Clearwire's Board of Directors Recommends Stockholders Vote 'FOR' Increased Offer From Sprint
May 22 2013 - 9:00AM
- Follows Review and Recommendation of Special Committee of the
Board
- Offers Fair, Attractive and Certain Value
- Special Meeting of Stockholders to Reconvene May 31, 2013
Clearwire Corporation (Nasdaq:CLWR) ("Clearwire" or the "Company")
today announced that its Special Committee of the Board of
Directors and its Board of Directors have each approved the revised
offer from Sprint (NYSE:S) to acquire the approximately 50 percent
stake in the Company it does not currently own for $3.40 per
share.
The Special Committee of the Board of Directors determined that
the revised offer, when compared with other potential transactions
reasonably available to the Company at this time, is the most
favorable potential transaction to the Company's unaffiliated
stockholders and that the terms of the revised offer are advisable,
fair to and in the best interest of such stockholders. The
Clearwire Board recommends that stockholders vote their shares FOR
all of the proposals relating to the transaction with Sprint by
returning the WHITE proxy card with a "FOR" vote for all
proposals.
The Special Meeting of Stockholders will reconvene on Friday,
May 31, 2013, at 10:30 a.m. Pacific time at the Highland Community
Center, 14224 Bel-Red Road, Bellevue, Wash 98007. The record date
for stockholders entitled to vote at the Special Meeting remains
April 2, 2013.
Evercore Partners is acting as financial advisor and Kirkland
& Ellis LLP is acting as counsel to Clearwire. Centerview
Partners is acting as financial advisor and Simpson Thacher &
Bartlett LLP and Richards, Layton & Finger, P.A. are acting as
counsel to Clearwire's Special Committee. Blackstone Advisory
Partners L.P. has advised the Company on restructuring matters.
Cautionary Statement Regarding Forward-Looking
Statements
This document includes "forward-looking statements" within the
meaning of the securities laws. The words "may," "could," "should,"
"estimate," "project," "forecast," "intend," "expect,"
"anticipate," "believe," "target," "plan," "providing guidance" and
similar expressions are intended to identify information that is
not historical in nature.
This document contains forward-looking statements relating to
the proposed merger and related transactions (the "transaction")

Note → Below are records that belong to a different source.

/// Audio backend over a cpal host.
///
/// Only the host id is stored, so the backend is `Send` and can be moved
/// to whichever thread ends up owning the stream.
#[derive(Clone, Debug)]
pub struct CpalBackend {
    host: cpal::HostId,
    timeout: Duration,
}

impl CpalBackend {
    /// Resolve and initialize an audio host.
    ///
    /// `host` selects a cpal host by name (case-insensitive, e.g. "ALSA",
    /// "JACK", "CoreAudio", "WASAPI"); `None` means the platform default.
    pub fn new(host: Option<&str>) -> Result<Self> {
        let id = match host {
            Some(name) => cpal::available_hosts()
                .into_iter()
                .find(|id| id.name().eq_ignore_ascii_case(name))
                .ok_or_else(|| Error::Init(format!("audio host '{}' is not available", name)))?,
            None => cpal::default_host().id(),
        };

        cpal::host_from_id(id).map_err(|e| Error::Init(e.to_string()))?;
        log::info!("Audio host initialized: {}", id.name());

        Ok(Self {
            host: id,
            timeout: DEFAULT_TRANSFER_TIMEOUT,
        })
    }

    /// Maximum time a single blocking transfer may wait on the device
    pub fn with_timeout(mut self, timeout: Duration) -> Self {
        self.timeout = timeout;
        self
    }

    fn host(&self) -> Result<cpal::Host> {
        cpal::host_from_id(self.host).map_err(|e| Error::Init(e.to_string()))
    }
}

impl AudioBackend for CpalBackend {
    type Device = cpal::Device;
    type Stream = CpalStream;

    fn devices(&self) -> Result<Vec<DeviceInfo<cpal::Device>>> {
        let host = self.host()?;
        let mut found = Vec::new();

        for device in host.devices()? {
            let name = match device.name() {
                Ok(name) => name,
                Err(e) => {
                    log::debug!("Skipping device without a name: {}", e);
                    continue;
                }
            };
            let max_input_channels = device
                .supported_input_configs()
                .map(|configs| configs.map(|c| c.channels()).max().unwrap_or(0))
                .unwrap_or(0);
            let max_output_channels = device
                .supported_output_configs()
                .map(|configs| configs.map(|c| c.channels()).max().unwrap_or(0))
                .unwrap_or(0);

            found.push(DeviceInfo {
                name,
                max_input_channels,
                max_output_channels,
                handle: device,
            });
        }

        Ok(found)
    }

    fn open_stream(
        &self,
        info: &DeviceInfo<cpal::Device>,
        direction: Direction,
        buffer_size: usize,
    ) -> Result<CpalStream> {
        let device = &info.handle;
        let (producer, consumer) = HeapRb::<u8>::new(ring_capacity(buffer_size)?).split();
        let shared = Arc::new(Shared::default());

        let supported = match direction {
            Direction::Input => device.default_input_config()?,
            Direction::Output => device.default_output_config()?,
        };
        let config = low_latency_config(&supported);
        log::info!(
            "Opening {} stream on {}: {} ch, {} Hz, {:?}, buffer {:?}",
            direction,
            info.name,
            config.channels,
            config.sample_rate.0,
            supported.sample_format(),
            config.buffer_size
        );
        if config.channels != 2 {
            log::warn!(
                "{} has {} channels; samples stay interleaved in device order",
                info.name,
                config.channels
            );
        }

        let (stream, ring) = match direction {
            Direction::Input => {
                let stream = with_sample_type!(
                    supported.sample_format(),
                    build_input(device, &config, producer, Arc::clone(&shared))
                )?;
                (stream, Ring::Input(consumer))
            }
            Direction::Output => {
                let stream = with_sample_type!(
                    supported.sample_format(),
                    build_output(device, &config, consumer, Arc::clone(&shared))
                )?;
                (stream, Ring::Output(producer))
            }
        };

        // Some hosts start streams as soon as they are built
        if let Err(e) = stream.pause() {
            log::debug!("Could not pause freshly built stream: {}", e);
        }

        Ok(CpalStream {
            stream: Some(stream),
            ring,
            shared,
            timeout: self.timeout,
            frame_len: usize::from(config.channels.max(1)),
        })
    }
}

fn ring_capacity(buffer_size: usize) -> Result<usize> {
    match buffer_size.checked_mul(RING_BUFFERS) {
        Some(0) | None => Err(Error::InvalidBufferSize),
        Some(capacity) => Ok(capacity),
    }
}

/// Device default config with a small fixed hardware buffer when the
/// device advertises a supported range.
fn low_latency_config(supported: &SupportedStreamConfig) -> StreamConfig {
    let mut config = supported.config();
    config.buffer_size = match supported.buffer_size() {
        SupportedBufferSize::Range { min, max } => {
            BufferSize::Fixed(LOW_LATENCY_FRAMES.clamp(*min, *max))
        }
        SupportedBufferSize::Unknown => BufferSize::Default,
    };
    config
}

/// State shared between a stream's callbacks and its owner
#[derive(Default)]
struct Shared {
    /// Last asynchronous error reported by cpal
    fault: Mutex<Option<String>>,
    /// Bytes dropped (input) or padded with silence (output)
    lost: AtomicUsize,
}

between Sprint and Clearwire. All statements, other than historical
facts, including statements regarding the expected timing of the
closing of the transaction; the ability of the parties to complete
the transaction considering the various closing conditions; the
expected benefits and efficiencies of the transaction; the
competitive ability and position of Sprint and Clearwire; and any
assumptions underlying any of the foregoing, are forward- looking
statements. Such statements are based upon current plans, estimates
and expectations that are subject to risks, uncertainties and
assumptions. The inclusion of such statements should not be
regarded as a representation that such plans, estimates or
expectations will be achieved. You should not place undue reliance
on such statements. Important factors that could cause actual
results to differ materially from such plans, estimates or
expectations include, among others, any conditions imposed in
connection with the transaction, approval of the transaction by
Clearwire stockholders, the satisfaction of various other
conditions to the closing of the transaction contemplated by the
merger agreement, and other factors discussed in Clearwire's and
Sprint's Annual Reports on Form 10- K for their respective fiscal
years ended December 31, 2012, their other respective filings with
the U.S. Securities and Exchange Commission (the "SEC") and the
proxy statement and other materials that have been or will be filed
with the SEC by Clearwire in connection with the transaction. There
can be no assurance that the transaction will be completed, or if
it is completed, that it will close within the anticipated time
period or that the expected benefits of the transaction will be
realized.
Clearwire does not undertake any obligation to update any
forward-looking statement to reflect events or circumstances after
the date on which the statement is made or to reflect the
occurrence of unanticipated events. Readers are cautioned not to
place undue reliance on any of these forward-looking
statements.
Additional Information and Where to Find It
In connection with the transaction, Clearwire has filed a Rule
13e-3 Transaction Statement and a definitive proxy statement with
the SEC. The definitive proxy statement has been mailed to the
Clearwire's stockholders. INVESTORS AND SECURITY HOLDERS ARE
ADVISED TO READ THE DEFINITIVE PROXY STATEMENT AND OTHER RELEVANT
MATERIALS BECAUSE THEY CONTAIN IMPORTANT INFORMATION ABOUT
CLEARWIRE AND THE TRANSACTION. Investors and security holders may
obtain free copies of these documents and other documents filed
with the SEC at the SEC's web site at www.sec.gov. In addition, the
documents filed by Clearwire with the SEC may be obtained free of
charge by contacting Clearwire at Clearwire, Attn: Investor
Relations, (425) 505-6494. Clearwire's filings with the SEC are
also available on its website at www.clearwire.com.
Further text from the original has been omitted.